▶ Exercise: Give every entry again, exactly as it stands.

▶ Provided material:
--------------------------------
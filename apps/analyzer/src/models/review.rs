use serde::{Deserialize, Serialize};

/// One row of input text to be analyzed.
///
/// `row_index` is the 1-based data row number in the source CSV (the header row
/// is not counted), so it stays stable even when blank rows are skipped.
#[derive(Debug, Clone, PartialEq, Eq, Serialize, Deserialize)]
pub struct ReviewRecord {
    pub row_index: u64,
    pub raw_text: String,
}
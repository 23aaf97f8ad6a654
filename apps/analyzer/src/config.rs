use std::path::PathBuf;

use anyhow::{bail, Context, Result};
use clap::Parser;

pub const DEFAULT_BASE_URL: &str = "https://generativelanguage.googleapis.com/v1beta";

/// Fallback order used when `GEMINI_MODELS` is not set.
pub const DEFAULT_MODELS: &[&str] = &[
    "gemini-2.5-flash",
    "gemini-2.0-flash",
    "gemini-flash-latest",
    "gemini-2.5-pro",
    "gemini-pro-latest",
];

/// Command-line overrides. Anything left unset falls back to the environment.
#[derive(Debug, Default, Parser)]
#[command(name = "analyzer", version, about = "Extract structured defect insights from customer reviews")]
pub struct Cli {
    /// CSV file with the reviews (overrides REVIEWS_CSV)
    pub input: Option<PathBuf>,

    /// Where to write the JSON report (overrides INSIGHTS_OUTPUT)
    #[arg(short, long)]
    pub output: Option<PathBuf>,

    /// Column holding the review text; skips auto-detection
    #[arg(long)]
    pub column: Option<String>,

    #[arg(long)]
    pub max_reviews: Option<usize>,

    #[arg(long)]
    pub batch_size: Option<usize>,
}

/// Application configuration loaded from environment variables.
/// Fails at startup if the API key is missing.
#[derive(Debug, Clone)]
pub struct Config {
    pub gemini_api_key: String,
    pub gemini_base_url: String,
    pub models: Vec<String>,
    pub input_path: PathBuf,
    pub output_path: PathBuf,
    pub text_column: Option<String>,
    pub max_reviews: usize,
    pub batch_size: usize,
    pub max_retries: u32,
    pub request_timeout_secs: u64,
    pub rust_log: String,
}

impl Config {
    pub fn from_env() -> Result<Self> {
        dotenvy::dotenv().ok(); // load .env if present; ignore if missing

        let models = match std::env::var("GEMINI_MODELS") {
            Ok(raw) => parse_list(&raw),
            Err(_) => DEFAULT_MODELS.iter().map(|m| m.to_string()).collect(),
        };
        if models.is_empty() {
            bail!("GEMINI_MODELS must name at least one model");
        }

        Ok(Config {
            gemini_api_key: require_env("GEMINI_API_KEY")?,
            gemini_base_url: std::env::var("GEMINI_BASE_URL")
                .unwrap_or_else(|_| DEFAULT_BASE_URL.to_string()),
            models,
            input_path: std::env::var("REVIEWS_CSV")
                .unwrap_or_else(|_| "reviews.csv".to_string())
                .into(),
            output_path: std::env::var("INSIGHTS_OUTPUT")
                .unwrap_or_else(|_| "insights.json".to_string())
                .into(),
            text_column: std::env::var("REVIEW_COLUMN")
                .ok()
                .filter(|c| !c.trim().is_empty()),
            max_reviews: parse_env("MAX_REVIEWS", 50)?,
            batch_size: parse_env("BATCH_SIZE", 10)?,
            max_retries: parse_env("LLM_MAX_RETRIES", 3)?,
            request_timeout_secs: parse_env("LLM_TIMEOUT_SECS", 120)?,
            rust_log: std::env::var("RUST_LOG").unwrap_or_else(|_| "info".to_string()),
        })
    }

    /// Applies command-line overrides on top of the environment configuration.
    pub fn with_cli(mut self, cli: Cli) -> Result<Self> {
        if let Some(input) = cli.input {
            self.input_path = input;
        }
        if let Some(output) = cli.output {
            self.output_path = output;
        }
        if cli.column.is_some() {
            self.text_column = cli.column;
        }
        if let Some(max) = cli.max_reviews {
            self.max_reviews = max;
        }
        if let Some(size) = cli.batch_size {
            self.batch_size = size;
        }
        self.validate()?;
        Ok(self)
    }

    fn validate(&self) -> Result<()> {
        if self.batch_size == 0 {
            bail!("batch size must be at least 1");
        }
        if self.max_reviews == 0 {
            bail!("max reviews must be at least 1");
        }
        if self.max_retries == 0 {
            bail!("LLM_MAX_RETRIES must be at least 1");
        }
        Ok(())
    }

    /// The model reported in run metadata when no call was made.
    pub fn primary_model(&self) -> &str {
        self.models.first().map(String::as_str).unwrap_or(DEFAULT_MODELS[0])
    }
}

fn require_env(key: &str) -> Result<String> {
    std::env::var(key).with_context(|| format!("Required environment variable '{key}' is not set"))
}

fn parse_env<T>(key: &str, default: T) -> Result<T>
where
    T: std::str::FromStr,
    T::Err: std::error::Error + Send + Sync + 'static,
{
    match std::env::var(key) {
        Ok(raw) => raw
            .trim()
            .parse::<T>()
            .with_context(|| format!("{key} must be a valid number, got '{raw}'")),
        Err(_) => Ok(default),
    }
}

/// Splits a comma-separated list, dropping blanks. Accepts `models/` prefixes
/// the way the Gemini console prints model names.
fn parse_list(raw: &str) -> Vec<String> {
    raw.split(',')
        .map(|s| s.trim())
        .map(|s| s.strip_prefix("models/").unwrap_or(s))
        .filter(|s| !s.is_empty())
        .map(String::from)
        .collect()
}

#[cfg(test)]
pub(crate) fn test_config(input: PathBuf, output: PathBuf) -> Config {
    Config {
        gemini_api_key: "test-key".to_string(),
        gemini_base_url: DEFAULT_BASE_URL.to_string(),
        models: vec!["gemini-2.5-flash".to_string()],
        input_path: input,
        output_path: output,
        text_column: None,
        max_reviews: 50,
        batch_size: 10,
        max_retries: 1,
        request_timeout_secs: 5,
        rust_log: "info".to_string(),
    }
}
--------------------------------
▶ Completed exercise:
filename apps/analyzer/src/models/review.rs
use serde::{Deserialize, Serialize};

/// One row of input text to be analyzed.
///
/// `row_index` is the 1-based data row number in the source CSV (the header row
/// is not counted), so it stays stable even when blank rows are skipped.
#[derive(Debug, Clone, PartialEq, Eq, Serialize, Deserialize)]
pub struct ReviewRecord {
    pub row_index: u64,
    pub raw_text: String,
}
repository 23aaf97f8ad6a654
filename apps/analyzer/src/config.rs
use std::path::PathBuf;

use anyhow::{bail, Context, Result};
use clap::Parser;

pub const DEFAULT_BASE_URL: &str = "https://generativelanguage.googleapis.com/v1beta";

/// Fallback order used when `GEMINI_MODELS` is not set.
pub const DEFAULT_MODELS: &[&str] = &[
    "gemini-2.5-flash",
    "gemini-2.0-flash",
    "gemini-flash-latest",
    "gemini-2.5-pro",
    "gemini-pro-latest",
];

/// Command-line overrides. Anything left unset falls back to the environment.
#[derive(Debug, Default, Parser)]
#[command(name = "analyzer", version, about = "Extract structured defect insights from customer reviews")]
pub struct Cli {
    /// CSV file with the reviews (overrides REVIEWS_CSV)
    pub input: Option<PathBuf>,

    /// Where to write the JSON report (overrides INSIGHTS_OUTPUT)
    #[arg(short, long)]
    pub output: Option<PathBuf>,

    /// Column holding the review text; skips auto-detection
    #[arg(long)]
    pub column: Option<String>,

    #[arg(long)]
    pub max_reviews: Option<usize>,

    #[arg(long)]
    pub batch_size: Option<usize>,
}

/// Application configuration loaded from environment variables.
/// Fails at startup if the API key is missing.
#[derive(Debug, Clone)]
pub struct Config {
    pub gemini_api_key: String,
    pub gemini_base_url: String,
    pub models: Vec<String>,
    pub input_path: PathBuf,
    pub output_path: PathBuf,
    pub text_column: Option<String>,
    pub max_reviews: usize,
    pub batch_size: usize,
    pub max_retries: u32,
    pub request_timeout_secs: u64,
    pub rust_log: String,
}

impl Config {
    pub fn from_env() -> Result<Self> {
        dotenvy::dotenv().ok(); // load .env if present; ignore if missing

        let models = match std::env::var("GEMINI_MODELS") {
            Ok(raw) => parse_list(&raw),
            Err(_) => DEFAULT_MODELS.iter().map(|m| m.to_string()).collect(),
        };
        if models.is_empty() {
            bail!("GEMINI_MODELS must name at least one model");
        }

        Ok(Config {
            gemini_api_key: require_env("GEMINI_API_KEY")?,
            gemini_base_url: std::env::var("GEMINI_BASE_URL")
                .unwrap_or_else(|_| DEFAULT_BASE_URL.to_string()),
            models,
            input_path: std::env::var("REVIEWS_CSV")
                .unwrap_or_else(|_| "reviews.csv".to_string())
                .into(),
            output_path: std::env::var("INSIGHTS_OUTPUT")
                .unwrap_or_else(|_| "insights.json".to_string())
                .into(),
            text_column: std::env::var("REVIEW_COLUMN")
                .ok()
                .filter(|c| !c.trim().is_empty()),
            max_reviews: parse_env("MAX_REVIEWS", 50)?,
            batch_size: parse_env("BATCH_SIZE", 10)?,
            max_retries: parse_env("LLM_MAX_RETRIES", 3)?,
            request_timeout_secs: parse_env("LLM_TIMEOUT_SECS", 120)?,
            rust_log: std::env::var("RUST_LOG").unwrap_or_else(|_| "info".to_string()),
        })
    }

    /// Applies command-line overrides on top of the environment configuration.
    pub fn with_cli(mut self, cli: Cli) -> Result<Self> {
        if let Some(input) = cli.input {
            self.input_path = input;
        }
        if let Some(output) = cli.output {
            self.output_path = output;
        }
        if cli.column.is_some() {
            self.text_column = cli.column;
        }
        if let Some(max) = cli.max_reviews {
            self.max_reviews = max;
        }
        if let Some(size) = cli.batch_size {
            self.batch_size = size;
        }
        self.validate()?;
        Ok(self)
    }

    fn validate(&self) -> Result<()> {
        if self.batch_size == 0 {
            bail!("batch size must be at least 1");
        }
        if self.max_reviews == 0 {
            bail!("max reviews must be at least 1");
        }
        if self.max_retries == 0 {
            bail!("LLM_MAX_RETRIES must be at least 1");
        }
        Ok(())
    }

    /// The model reported in run metadata when no call was made.
    pub fn primary_model(&self) -> &str {
        self.models.first().map(String::as_str).unwrap_or(DEFAULT_MODELS[0])
    }
}

fn require_env(key: &str) -> Result<String> {
    std::env::var(key).with_context(|| format!("Required environment variable '{key}' is not set"))
}

fn parse_env<T>(key: &str, default: T) -> Result<T>
where
    T: std::str::FromStr,
    T::Err: std::error::Error + Send + Sync + 'static,
{
    match std::env::var(key) {
        Ok(raw) => raw
            .trim()
            .parse::<T>()
            .with_context(|| format!("{key} must be a valid number, got '{raw}'")),
        Err(_) => Ok(default),
    }
}

/// Splits a comma-separated list, dropping blanks. Accepts `models/` prefixes
/// the way the Gemini console prints model names.
fn parse_list(raw: &str) -> Vec<String> {
    raw.split(',')
        .map(|s| s.trim())
        .map(|s| s.strip_prefix("models/").unwrap_or(s))
        .filter(|s| !s.is_empty())
        .map(String::from)
        .collect()
}

#[cfg(test)]
pub(crate) fn test_config(input: PathBuf, output: PathBuf) -> Config {
    Config {
        gemini_api_key: "test-key".to_string(),
        gemini_base_url: DEFAULT_BASE_URL.to_string(),
        models: vec!["gemini-2.5-flash".to_string()],
        input_path: input,
        output_path: output,
        text_column: None,
        max_reviews: 50,
        batch_size: 10,
        max_retries: 1,
        request_timeout_secs: 5,
        rust_log: "info".to_string(),
    }
}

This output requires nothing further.